During his illustrious career, many Honours and Awards have come seeking Kambar, of which mention can be made of the Padmashree (2001), Kabeer Samman (2003), and Central Sahitya Akademi for Siri Sampige, in 1991. (For a detailed list, see Appendix.)
Kambar’s works, totaling 44, have been translated into English and other Indian languages; and most of his plays have been staged in different parts of the country. (For details of translated works, see Appendix.) He has participated in many national and international Conferences, particularly in Berlin , Moscow , and Japan . He was a special invitee of the French government to participate in the Avenue Theatre Festival, in 1998.
B) Literary:
a) Poetry:
Kambar’s first collection of poetry was published when he had just completed his college education, Mugulu in 1958. The Modernist movement was at its peak then and Adiga was its high priest. Although Kambar shared many concerns like the concern for cultural identity and self-consciousness of the Modernist poets, he dared to be different from them even in his first collection: he went in for the musicality of folk-rhythms and folk-dialect. His next collection, Heltena Kela, published in 1964, established him as a major poet who differed from both the Modern and Modernist poets. To date, he has six collections of poetry to his credit, of which while Takaraarinavaru (1971) got the Karnataka Sahitya Akademi Award, his next collection Saavirada Neralu (1979) got the Kumaran Asan Award.
As a poet different from others, he uses a dialectical variation of Kannada (which by itself sets his poetry apart from that of the rest); he employs folk-rhythms and oral-narrative techniques in the place of dialogic form and dramatization; and he has a penchant for creating his own or re-interpreting existing popular folk myths. In other words, Kambar successfully brings together in his poetry the elements of the folk and sophisticated consciousness, the local and universal concerns, and this world and the other world.
To illustrate. The long narrative poem “ Navile Navile” (‘Peacock, O Peacock’) equates fertility in the human world with fertility in Nature. It narrates the story of a childless woman and a drought-hit village. She develops companionship with a peacock in the forest. When she conceives, the drought-hit village also gets life-giving rains. But her husband suspects her and gets the peacock killed. In the end, she leaves home and disappears. Very naturally, the peacock in the poem becomes a symbol of virility, wisdom, and beauty, the three qualities Kambar always associates with Nature.
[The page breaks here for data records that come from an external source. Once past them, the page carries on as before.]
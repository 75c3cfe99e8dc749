use std::hint::black_box;
use std::sync::atomic::{Ordering, fence};

use link_bench::{Backend, HardwareOperation, OperationError, TransferDirection};
use tracing::debug;

const FILL_BYTE: u8 = 0xA5;

/// Host memory standing in for a device: "device memory" is a second host buffer and every copy is a
/// `memcpy`.  Useful as a baseline for the memory path that any real transfer also pays.
#[derive(Debug, Default)]
pub struct HostBackend {
    host: Vec<u8>,
    device: Vec<u8>,
}

impl HostBackend {
    pub fn new() -> Self {
        Self::default()
    }
}

/// Grow `buffer` to `len` bytes, writing every byte so its pages are resident before timing starts.
fn ensure_len(buffer: &mut Vec<u8>, len: usize) -> Result<(), OperationError> {
    if buffer.len() < len {
        buffer
            .try_reserve_exact(len - buffer.len())
            .map_err(|_| OperationError::Allocation { bytes: len as u64 })?;
        buffer.resize(len, FILL_BYTE);
    }
    Ok(())
}

impl Backend for HostBackend {
    fn label(&self) -> &str {
        "host"
    }

    fn device_description(&self) -> String {
        let cpus = std::thread::available_parallelism().map(|n| n.get()).unwrap_or(1);
        format!("host memory ({cpus} logical CPUs)")
    }

    fn copy_operation(
        &mut self,
        direction: TransferDirection,
        bytes: u64,
        copies: usize,
    ) -> Result<Box<dyn HardwareOperation + '_>, OperationError> {
        let len = usize::try_from(bytes).map_err(|_| OperationError::Allocation { bytes })?;
        ensure_len(&mut self.host, len)?;
        ensure_len(&mut self.device, len)?;
        debug!(%direction, bytes, copies, "prepared host copy");

        let (src, dst) = match direction {
            TransferDirection::Upload => (&self.host[..len], &mut self.device[..len]),
            TransferDirection::Download => (&self.device[..len], &mut self.host[..len]),
        };

        Ok(Box::new(move || -> Result<(), OperationError> {
            for _ in 0..copies {
                dst.copy_from_slice(black_box(src));
                black_box(&mut *dst);
            }
            fence(Ordering::SeqCst);
            Ok(())
        }))
    }

    fn noop_operation(&mut self) -> Result<Box<dyn HardwareOperation + '_>, OperationError> {
        Ok(Box::new(|| -> Result<(), OperationError> {
            fence(Ordering::SeqCst);
            black_box(());
            Ok(())
        }))
    }
}

#[cfg(test)]
mod tests {
    use super::*;

    #[test]
    fn test_upload_copies_host_into_device() {
        let mut backend = HostBackend::new();
        backend.copy_operation(TransferDirection::Upload, 16, 1).unwrap().execute().unwrap();
        assert_eq!(backend.device.len(), 16);

        backend.host[..4].copy_from_slice(&[1, 2, 3, 4]);
        backend.copy_operation(TransferDirection::Upload, 16, 3).unwrap().execute().unwrap();
        assert_eq!(&backend.device[..4], &[1, 2, 3, 4]);
        assert_eq!(backend.device[4], FILL_BYTE);
    }

    #[test]
    fn test_download_copies_device_into_host() {
        let mut backend = HostBackend::new();
        backend.copy_operation(TransferDirection::Download, 8, 1).unwrap();
        backend.device.fill(7);
        backend.copy_operation(TransferDirection::Download, 8, 1).unwrap().execute().unwrap();
        assert!(backend.host.iter().all(|b| *b == 7));
    }

    #[test]
    fn test_buffers_only_grow() {
        let mut backend = HostBackend::new();
        backend.copy_operation(TransferDirection::Upload, 1024, 1).unwrap();
        backend.copy_operation(TransferDirection::Upload, 1, 1).unwrap().execute().unwrap();
        assert_eq!(backend.host.len(), 1024);
    }

    #[test]
    fn test_noop_succeeds() {
        let mut backend = HostBackend::new();
        let mut op = backend.noop_operation().unwrap();
        for _ in 0..3 {
            op.execute().unwrap();
        }
    }
}
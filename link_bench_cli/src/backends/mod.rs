mod host;
mod simulated;

use anyhow::{Result, anyhow, ensure};
pub use host::HostBackend;
use link_bench::Backend;
pub use simulated::SimulatedBackend;

/// Backend names accepted by `--backend`, with a one-line description each.
pub const BACKENDS: [(&str, &str); 2] = [
    ("host", "copies between two host memory buffers; measures the memory path only"),
    ("simulated", "modelled link with configurable bandwidth and submission latency"),
];

#[derive(Debug, Clone, Copy, PartialEq)]
pub struct BackendOptions {
    pub sim_bandwidth_gbps: f64,
    pub sim_latency_us: f64,
}

/// Build the backend named `name` (case insensitive).
pub fn create_backend(name: &str, options: &BackendOptions) -> Result<Box<dyn Backend>> {
    match name.trim().to_ascii_lowercase().as_str() {
        "host" => Ok(Box::new(HostBackend::new())),
        "simulated" => {
            ensure!(
                options.sim_bandwidth_gbps.is_finite() && options.sim_bandwidth_gbps > 0.0,
                "simulated bandwidth must be a positive number of GB/s, got {}",
                options.sim_bandwidth_gbps
            );
            ensure!(
                options.sim_latency_us.is_finite() && options.sim_latency_us >= 0.0,
                "simulated latency must be a non-negative number of microseconds, got {}",
                options.sim_latency_us
            );
            Ok(Box::new(SimulatedBackend::new(options.sim_bandwidth_gbps, options.sim_latency_us)))
        },
        _ => Err(anyhow!(
            "unknown backend {name:?}; available backends: {}",
            BACKENDS.map(|(n, _)| n).join(", ")
        )),
    }
}

#[cfg(test)]
mod tests {
    use super::*;

    const OPTIONS: BackendOptions = BackendOptions {
        sim_bandwidth_gbps: 10.0,
        sim_latency_us: 1.0,
    };

    #[test]
    fn test_known_backends() {
        for (name, _) in BACKENDS {
            let backend = create_backend(name, &OPTIONS).unwrap();
            assert_eq!(backend.label(), name);
            assert!(!backend.device_description().is_empty());
        }
        assert_eq!(create_backend(" Simulated ", &OPTIONS).unwrap().label(), "simulated");
    }

    #[test]
    fn test_unknown_backend_lists_available() {
        let err = create_backend("vulkan", &OPTIONS).err().unwrap().to_string();
        assert!(err.contains("\"vulkan\""), "{err}");
        assert!(err.contains("host, simulated"), "{err}");
    }

    #[test]
    fn test_invalid_simulation_parameters() {
        let options = BackendOptions {
            sim_bandwidth_gbps: 0.0,
            ..OPTIONS
        };
        assert!(create_backend("simulated", &options).is_err());

        let options = BackendOptions {
            sim_latency_us: f64::NAN,
            ..OPTIONS
        };
        assert!(create_backend("simulated", &options).is_err());
    }
}
use crate::groups;

/// All configuration groups of the benchmark, loaded from compiled-in defaults and `LINKBENCH_*`
/// environment variables.
#[derive(Debug, Clone, Default)]
pub struct BenchConfig {
    pub benchmark: groups::benchmark::ConfigValueGroup,
    pub result_log: groups::result_log::ConfigValueGroup,
    pub classifier: groups::classifier::ConfigValueGroup,
    pub log: groups::log::ConfigValueGroup,
}

impl BenchConfig {
    /// Defaults with environment overrides applied.
    pub fn new() -> Self {
        let mut config = Self::default();
        config.apply_env_overrides();
        config
    }

    pub fn apply_env_overrides(&mut self) {
        self.benchmark.apply_env_overrides();
        self.result_log.apply_env_overrides();
        self.classifier.apply_env_overrides();
        self.log.apply_env_overrides();
    }
}

#[cfg(test)]
mod tests {
    use super::*;

    #[test]
    fn test_defaults() {
        let config = BenchConfig::default();
        assert_eq!(config.benchmark.large_transfer_bytes.as_u64(), 256 << 20);
        assert_eq!(config.benchmark.small_transfer_bytes.as_u64(), 1);
        assert_eq!(config.benchmark.copies_per_batch, 4);
        assert!(!config.benchmark.continuous_mode);
        assert!(config.result_log.csv_logging_enabled);
        assert_eq!(config.classifier.realistic_min_percent, 60.0);
        assert_eq!(config.classifier.realistic_max_percent, 95.0);
        assert_eq!(config.log.prefix, "linkbench");
    }

    #[test]
    fn test_group_names() {
        assert_eq!(groups::benchmark::ConfigValueGroup::group_name(), "benchmark");
        assert_eq!(groups::result_log::ConfigValueGroup::group_name(), "result_log");
    }
}
#![cfg_attr(feature = "strict", deny(warnings))]

pub mod cancellation;
pub mod classifier;
pub mod config;
pub mod error;
pub mod harness;
pub mod interface;
pub mod operation;
pub mod orchestrator;
pub mod progress;
mod report;
pub mod result_log;
pub mod samples;
pub mod statistics;

pub use cancellation::{CancellationFlag, CancellationSignal, NeverCancel};
pub use classifier::{ClassificationResult, InterfaceClassifier, RealisticRange};
pub use config::BenchmarkConfig;
pub use error::{LinkBenchError, OperationError, Result};
pub use harness::{Measurement, TestHarness, TestPlan, TimedSeries};
pub use interface::{InterfaceProfile, REFERENCE_PROFILES};
pub use operation::{Backend, HardwareOperation, TransferDirection};
pub use orchestrator::{BenchmarkOrchestrator, ConnectionEstimate, OrchestratorState, SuiteReport, SuiteTest};
pub use progress::{NoOpProgressReporter, ProgressReporter};
pub use result_log::ResultLogger;
pub use samples::{SampleSeries, Unit};
pub use statistics::{summarize, TestResult};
The whole poem, structured in the form of a ballad with refrain and repetitions, equates human world and natural world at one level, and at another, contrasts the sterile human world and the virile natural world.
Another celebrated poem of Kambar, “ Aa Mara Ii Mara” (‘That Tree, This Tree’), a variation of the famous Upanishad episode “ dwaa suparna sayujaa sakhaayaam …,” adroitly raises the ontological question of illusion and reality: are they absolute or do they depend on each other to be defined? There is a tree on the bank of a pond, and there is its reflection in water. Their relationship to each other is paradoxical: while their roots are the same, their tops are different; one laughs when the pond’s water is disturbed and the other trembles. The poem ends with a sad comment on the split mind of the modern man:
“Do you know what the tragic weakness of this story is?
The point or space where / The real tree and the reflected tree meet
Has disappeared for ever.”
The poem registers, through apt images of the tree, the relative nature of Illusion and Reality: each is false or true only in relation to the other.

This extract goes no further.